Search code examples
pythonpandasdataframein-place

How can I modify a dataframe element from a Series defined through df.loc[row]?


I have code where a function/method accepts a Series (row from df) and is supposed to modify it in-place, such that changes are reflected in the original df. However, I seem unable to force the modification as a view rather than a copy. Information from the documentation and a related question on Stack Overflow do not resolve the issue as given by the example below:

import pandas as pd
pd.__version__ # 0.24.2

ROW_NAME = "r1"
COL_NAME = "B"
NEW_VAL = 100.0

# df I would like to modify in-place
df = pd.DataFrame({"A":[[1], [2], [3,4]], "B": [1.0, 2.0, 3.0]}, index=["r1", "r2", "r3"])
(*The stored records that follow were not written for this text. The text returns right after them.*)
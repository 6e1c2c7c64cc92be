//! Ticket → Block Kit message rendering.
//!
//! Rendering is pure: the same ticket and flag always produce the same payload, and the
//! field order follows [`FIELD_NAMES`].

use crate::blocks::{Element, MessageBuilder, MessagePayload, SelectOption, TextObject};
use crate::domain::ticket::{Priority, Ticket, UpdatableField, FIELD_NAMES};

pub const NEW_TICKET_TEXT: &str = "You have a new ticket";
pub const ASSIGNMENT_HEADER: &str = "You've been assigned a ticket";

pub const HEADER_BLOCK_ID: &str = "ticket.header.v1";
pub const FIELDS_BLOCK_ID: &str = "ticket.fields.v1";
pub const ACTIONS_BLOCK_ID: &str = "ticket.actions.v1";
pub const ASSIGNMENT_BLOCK_ID: &str = "ticket.assignment.v1";

/// Field segment of the claim button's action id.
pub const CLAIM_ACTION: &str = "claim";

#[derive(Clone, Debug, PartialEq, Eq)]
pub struct DisplayField {
    pub title: String,
    pub value: String,
}

impl DisplayField {
    fn to_text(&self) -> TextObject {
        TextObject::mrkdwn(format!("*{}*\n{}", self.title, self.value))
    }
}

/// One entry per mutable field, labels capitalised, unset values left empty.
pub fn display_fields(ticket: &Ticket) -> Vec<DisplayField> {
    ticket
        .fields
        .entries()
        .into_iter()
        .map(|(key, value)| DisplayField { title: capitalize(key), value: value.to_owned() })
        .collect()
}

/// Action id for an interactive element, `<field>.<ticket id>`.
pub fn action_id(field: &str, ticket: &Ticket) -> String {
    format!("{field}.{}", ticket.id)
}

pub fn render(ticket: &Ticket, interactive: bool) -> MessagePayload {
    let header = format!("{}\n{}", ticket.title_link(), ticket.description);
    let fields = display_fields(ticket);

    let mut builder = MessageBuilder::new(NEW_TICKET_TEXT)
        .section(HEADER_BLOCK_ID, |section| {
            section.mrkdwn(header);
            if interactive {
                section.accessory(Element::button(action_id(CLAIM_ACTION, ticket), "Claim"));
            }
        })
        .section(FIELDS_BLOCK_ID, |section| {
            for field in &fields {
                section.field(field.to_text());
            }
        });

    if interactive {
        builder = builder.actions(ACTIONS_BLOCK_ID, |actions| {
            actions
                .element(Element::users_select(
                    action_id(UpdatableField::Agent.as_str(), ticket),
                    "Assign agent",
                ))
                .element(Element::static_select(
                    action_id(UpdatableField::Priority.as_str(), ticket),
                    "Set a priority",
                    priority_options(),
                ));
        });
    }

    builder.build()
}

/// The direct message sent to a newly assigned agent.
pub fn assignment_dm(ticket: &Ticket) -> MessagePayload {
    MessageBuilder::new(NEW_TICKET_TEXT)
        .section(ASSIGNMENT_BLOCK_ID, |section| {
            section.plain(ASSIGNMENT_HEADER);
        })
        .divider()
        .extend(render(ticket, false).blocks)
        .build()
}

pub fn agent_assigned_notice(ticket: &Ticket) -> MessagePayload {
    MessagePayload::text(format!(
        "{} updated! Agent {} is now assigned",
        ticket.title_link(),
        ticket.fields.agent
    ))
}

pub fn priority_changed_notice(ticket: &Ticket) -> MessagePayload {
    MessagePayload::text(format!(
        "{} updated! Priority is now {}",
        ticket.title_link(),
        ticket.fields.priority
    ))
}

fn priority_options() -> Vec<SelectOption> {
    Priority::ALL.iter().map(|priority| SelectOption::new(priority.label(), priority.label())).collect()
}

fn capitalize(key: &str) -> String {
    let mut chars = key.chars();
    match chars.next() {
        Some(first) => first.to_uppercase().chain(chars).collect(),
        None => String::new(),
    }
}
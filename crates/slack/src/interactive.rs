//! Interactive message payloads.
//!
//! Slack posts `payload=<json>` as a form body. The action names its target in one of two
//! encodings:
//! - Block Kit: `action_id` is `<field>.<ticket id>`
//! - legacy attachments: `callback_id` is the ticket id and the action `name` is the field
//!
//! A `claim` action is an agent assignment to the acting user.

use serde::Deserialize;
use thiserror::Error;
use url::form_urlencoded;

use ticketrelay_core::domain::ticket::{TicketId, UpdatableField};
use ticketrelay_core::render::CLAIM_ACTION;

#[derive(Clone, Debug, Error, PartialEq, Eq)]
pub enum ActionDecodeError {
    #[error("action id is empty")]
    Empty,
    #[error("action id `{0}` has no `.` separator")]
    MissingSeparator(String),
    #[error("action id `{0}` has an empty field name")]
    EmptyField(String),
    #[error("action id `{0}` has an empty ticket id")]
    EmptyTicketId(String),
}

#[derive(Clone, Debug, Error, PartialEq, Eq)]
pub enum PayloadError {
    #[error("form body has no `payload` field")]
    MissingPayload,
    #[error("payload is not valid JSON: {0}")]
    Json(String),
    #[error("payload carries no actions")]
    NoActions,
    #[error("action has neither an action id nor a callback id and name")]
    MissingActionReference,
    #[error(transparent)]
    Action(#[from] ActionDecodeError),
    #[error("action on `{field}` carries no selected value")]
    MissingValue { field: String },
}

#[derive(Clone, Debug, Default, Deserialize)]
pub struct InteractivePayload {
    #[serde(default)]
    pub token: Option<String>,
    #[serde(default)]
    pub user: ActingUser,
    #[serde(default)]
    pub response_url: Option<String>,
    #[serde(default)]
    pub callback_id: Option<String>,
    #[serde(default)]
    pub actions: Vec<PayloadAction>,
}

#[derive(Clone, Debug, Default, Deserialize)]
pub struct ActingUser {
    #[serde(default)]
    pub id: String,
    #[serde(default)]
    pub name: Option<String>,
}

#[derive(Clone, Debug, Default, Deserialize)]
pub struct PayloadAction {
    #[serde(default)]
    pub action_id: Option<String>,
    #[serde(default)]
    pub name: Option<String>,
    #[serde(default)]
    pub value: Option<String>,
    #[serde(default)]
    pub selected_user: Option<String>,
    #[serde(default)]
    pub selected_option: Option<SelectedOption>,
    #[serde(default)]
    pub selected_options: Vec<SelectedOption>,
}

#[derive(Clone, Debug, Deserialize)]
pub struct SelectedOption {
    pub value: String,
}

/// A decoded `<field>.<ticket id>` reference.
#[derive(Clone, Debug, PartialEq, Eq)]
pub struct ActionRef {
    pub field: String,
    pub ticket_id: TicketId,
}

/// What the user asked for, ready for `find` then `update_field`.
#[derive(Clone, Debug, PartialEq, Eq)]
pub struct TicketAction {
    pub ticket_id: TicketId,
    pub field: String,
    pub value: String,
    pub response_url: Option<String>,
}

/// Splits at the first `.`; everything after it is the ticket id.
pub fn decode_action_id(raw: &str) -> Result<ActionRef, ActionDecodeError> {
    let raw = raw.trim();
    if raw.is_empty() {
        return Err(ActionDecodeError::Empty);
    }
    let (field, ticket_id) =
        raw.split_once('.').ok_or_else(|| ActionDecodeError::MissingSeparator(raw.to_owned()))?;
    if field.is_empty() {
        return Err(ActionDecodeError::EmptyField(raw.to_owned()));
    }
    if ticket_id.is_empty() {
        return Err(ActionDecodeError::EmptyTicketId(raw.to_owned()));
    }
    Ok(ActionRef { field: field.to_owned(), ticket_id: TicketId(ticket_id.to_owned()) })
}

/// Extracts the JSON `payload` field from a form-encoded body.
pub fn parse_form(body: &[u8]) -> Result<InteractivePayload, PayloadError> {
    let payload = form_urlencoded::parse(body)
        .find(|(key, _)| key == "payload")
        .map(|(_, value)| value.into_owned())
        .ok_or(PayloadError::MissingPayload)?;
    serde_json::from_str(&payload).map_err(|error| PayloadError::Json(error.to_string()))
}

impl InteractivePayload {
    pub fn resolve_action(&self) -> Result<TicketAction, PayloadError> {
        let action = self.actions.first().ok_or(PayloadError::NoActions)?;
        let reference = match (&action.action_id, &self.callback_id, &action.name) {
            (Some(action_id), _, _) => decode_action_id(action_id)?,
            (None, Some(callback_id), Some(name)) if !callback_id.is_empty() && !name.is_empty() => {
                ActionRef { field: name.clone(), ticket_id: TicketId(callback_id.clone()) }
            }
            _ => return Err(PayloadError::MissingActionReference),
        };

        let (field, value) = if reference.field == CLAIM_ACTION {
            (UpdatableField::Agent.as_str().to_owned(), Some(self.user.id.clone()))
        } else {
            let value = action.selected_value().map(str::to_owned);
            (reference.field, value)
        };
        let value = value
            .filter(|value| !value.is_empty())
            .ok_or_else(|| PayloadError::MissingValue { field: field.clone() })?;

        Ok(TicketAction {
            ticket_id: reference.ticket_id,
            field,
            value,
            response_url: self.response_url.clone(),
        })
    }
}

impl PayloadAction {
    fn selected_value(&self) -> Option<&str> {
        self.selected_user
            .as_deref()
            .or(self.selected_option.as_ref().map(|option| option.value.as_str()))
            .or(self.selected_options.first().map(|option| option.value.as_str()))
            .or(self.value.as_deref())
    }
}
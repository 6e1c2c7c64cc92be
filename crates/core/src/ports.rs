//! Collaborator seams consumed by the ticket service.
//!
//! - `TicketStore` - key-value persistence keyed by ticket id
//! - `Directory` - resolves an opaque user reference to a display identity
//! - `NotificationSink` - delivers rendered messages to an endpoint or a user's DM

use std::fmt;

use async_trait::async_trait;
use thiserror::Error;

use crate::blocks::MessagePayload;
use crate::domain::ticket::{Ticket, TicketId};

#[derive(Clone, Debug, Error, PartialEq, Eq)]
pub enum StoreError {
    #[error("store backend failure: {0}")]
    Backend(String),
    #[error("stored ticket could not be decoded: {0}")]
    Decode(String),
}

#[derive(Clone, Debug, Error, PartialEq, Eq)]
pub enum DirectoryError {
    #[error("user `{0}` is not known to the directory")]
    UnknownUser(String),
    #[error("directory request failed: {0}")]
    Request(String),
}

#[derive(Clone, Debug, Error, PartialEq, Eq)]
pub enum DispatchError {
    #[error("notification request to {destination} failed: {reason}")]
    Request { destination: String, reason: String },
    #[error("notification rejected by {destination}: {reason}")]
    Rejected { destination: String, reason: String },
}

#[derive(Clone, Debug, PartialEq, Eq)]
pub struct Identity {
    pub id: String,
    pub display_name: String,
}

/// Where a rendered message goes.
#[derive(Clone, Debug, PartialEq, Eq, Hash)]
pub enum Destination {
    /// An incoming-webhook or `response_url` endpoint.
    Endpoint(String),
    /// A direct message to the user with this id.
    DirectMessage(String),
}

impl fmt::Display for Destination {
    fn fmt(&self, f: &mut fmt::Formatter<'_>) -> fmt::Result {
        match self {
            Self::Endpoint(url) => write!(f, "endpoint {url}"),
            Self::DirectMessage(user_id) => write!(f, "dm:{user_id}"),
        }
    }
}

#[async_trait]
pub trait TicketStore: Send + Sync {
    async fn get(&self, id: &TicketId) -> Result<Option<Ticket>, StoreError>;
    /// Writes the full record, replacing any previous one for the same id.
    async fn put(&self, ticket: &Ticket) -> Result<(), StoreError>;
}

#[async_trait]
pub trait Directory: Send + Sync {
    async fn resolve(&self, user_ref: &str) -> Result<Identity, DirectoryError>;
}

#[async_trait]
pub trait NotificationSink: Send + Sync {
    async fn send(
        &self,
        destination: &Destination,
        payload: &MessagePayload,
    ) -> Result<(), DispatchError>;
}
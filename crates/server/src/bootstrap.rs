use std::sync::Arc;
use std::time::Duration;

use thiserror::Error;
use ticketrelay_core::config::{AppConfig, ConfigError};
use ticketrelay_core::TicketService;
use ticketrelay_db::{connect_with_settings, migrations, DbPool, SqlTicketStore};
use ticketrelay_slack::{
    EndpointError, RequestVerifier, SlackApiClient, SlackApiError, SlackEndpoints,
};
use tracing::info;

pub struct Application {
    pub config: AppConfig,
    pub db_pool: DbPool,
    pub service: TicketService,
    pub verifier: RequestVerifier,
}

#[derive(Debug, Error)]
pub enum BootstrapError {
    #[error(transparent)]
    Config(#[from] ConfigError),
    #[error("database connection failed: {0}")]
    DatabaseConnect(#[source] sqlx::Error),
    #[error("database migration failed: {0}")]
    Migration(#[source] sqlx::migrate::MigrateError),
    #[error("slack endpoint configuration is invalid: {0}")]
    Endpoint(#[from] EndpointError),
    #[error("slack client could not be built: {0}")]
    SlackClient(#[from] SlackApiError),
}

pub async fn bootstrap_with_config(config: AppConfig) -> Result<Application, BootstrapError> {
    info!(
        event_name = "system.bootstrap.start",
        correlation_id = "bootstrap",
        "starting application bootstrap"
    );

    let db_pool = connect_with_settings(
        &config.database.url,
        config.database.max_connections,
        config.database.timeout_secs,
    )
    .await
    .map_err(BootstrapError::DatabaseConnect)?;
    info!(
        event_name = "system.bootstrap.database_connected",
        correlation_id = "bootstrap",
        "database connection established"
    );

    migrations::run_pending(&db_pool).await.map_err(BootstrapError::Migration)?;
    info!(
        event_name = "system.bootstrap.migrations_applied",
        correlation_id = "bootstrap",
        "database migrations applied"
    );

    let endpoints =
        SlackEndpoints::from_settings(config.slack.api_url.as_deref(), config.slack.env.as_deref())?;
    info!(
        event_name = "system.bootstrap.slack_endpoints",
        correlation_id = "bootstrap",
        api_base = %endpoints.base_url(),
        "slack api base resolved"
    );

    let slack = Arc::new(SlackApiClient::new(
        endpoints,
        config.slack.bot_token.clone(),
        Duration::from_secs(config.slack.timeout_secs),
    )?);
    let store = Arc::new(SqlTicketStore::new(db_pool.clone()));
    let service =
        TicketService::new(store, slack.clone(), slack, config.slack.webhook_url.clone());
    let verifier = RequestVerifier::new(
        config.slack.verification_token.clone(),
        config.slack.signing_secret.clone(),
    );

    Ok(Application { config, db_pool, service, verifier })
}
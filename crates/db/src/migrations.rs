use sqlx::migrate::{MigrateError, Migrator};

use crate::DbPool;

pub static MIGRATOR: Migrator = sqlx::migrate!("../../migrations");

pub async fn run_pending(pool: &DbPool) -> Result<(), MigrateError> {
    MIGRATOR.run(pool).await
}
# a row (Series reference) is the input param to a function that should modify df in-place
record = df.loc[ROW_NAME]
record.loc[COL_NAME] = NEW_VAL
assert df.loc[ROW_NAME, COL_NAME] == NEW_VAL #False

The line starting with record.loc results in the familiar warning: SettingWithCopyWarning: A value is trying to be set on a copy of a slice from a DataFrame, which might make sense, except that record appears to reference df and can be modified in-place under some circumstances. An example of this:

record = df.loc[ROW_NAME]
record.loc["A"].append(NEW_VALUE)
assert NEW_VALUE in df.loc["r1", "A"] # True

My question is: how can I force a modification the float value at df.loc[ROW_NAME, COL_NAME] in-place from the Series record? Bonus points for clarifying why it is possible to modify column A in-place but not column B in the examples above.

Other related questions:


Solution

  • Based on the sources linked in the question and a thorough reading of the documentation, it does not appear possible to enforce returning a view vs copy of a Series generated from a DataFrame row.

    As @Lilith Schneider points out, the original confusion over this comes from the fact that record = df.loc["r1"] returns a shallow copy - some hybrid of a copy and view that may cause confusion and lead to unexpected behavior.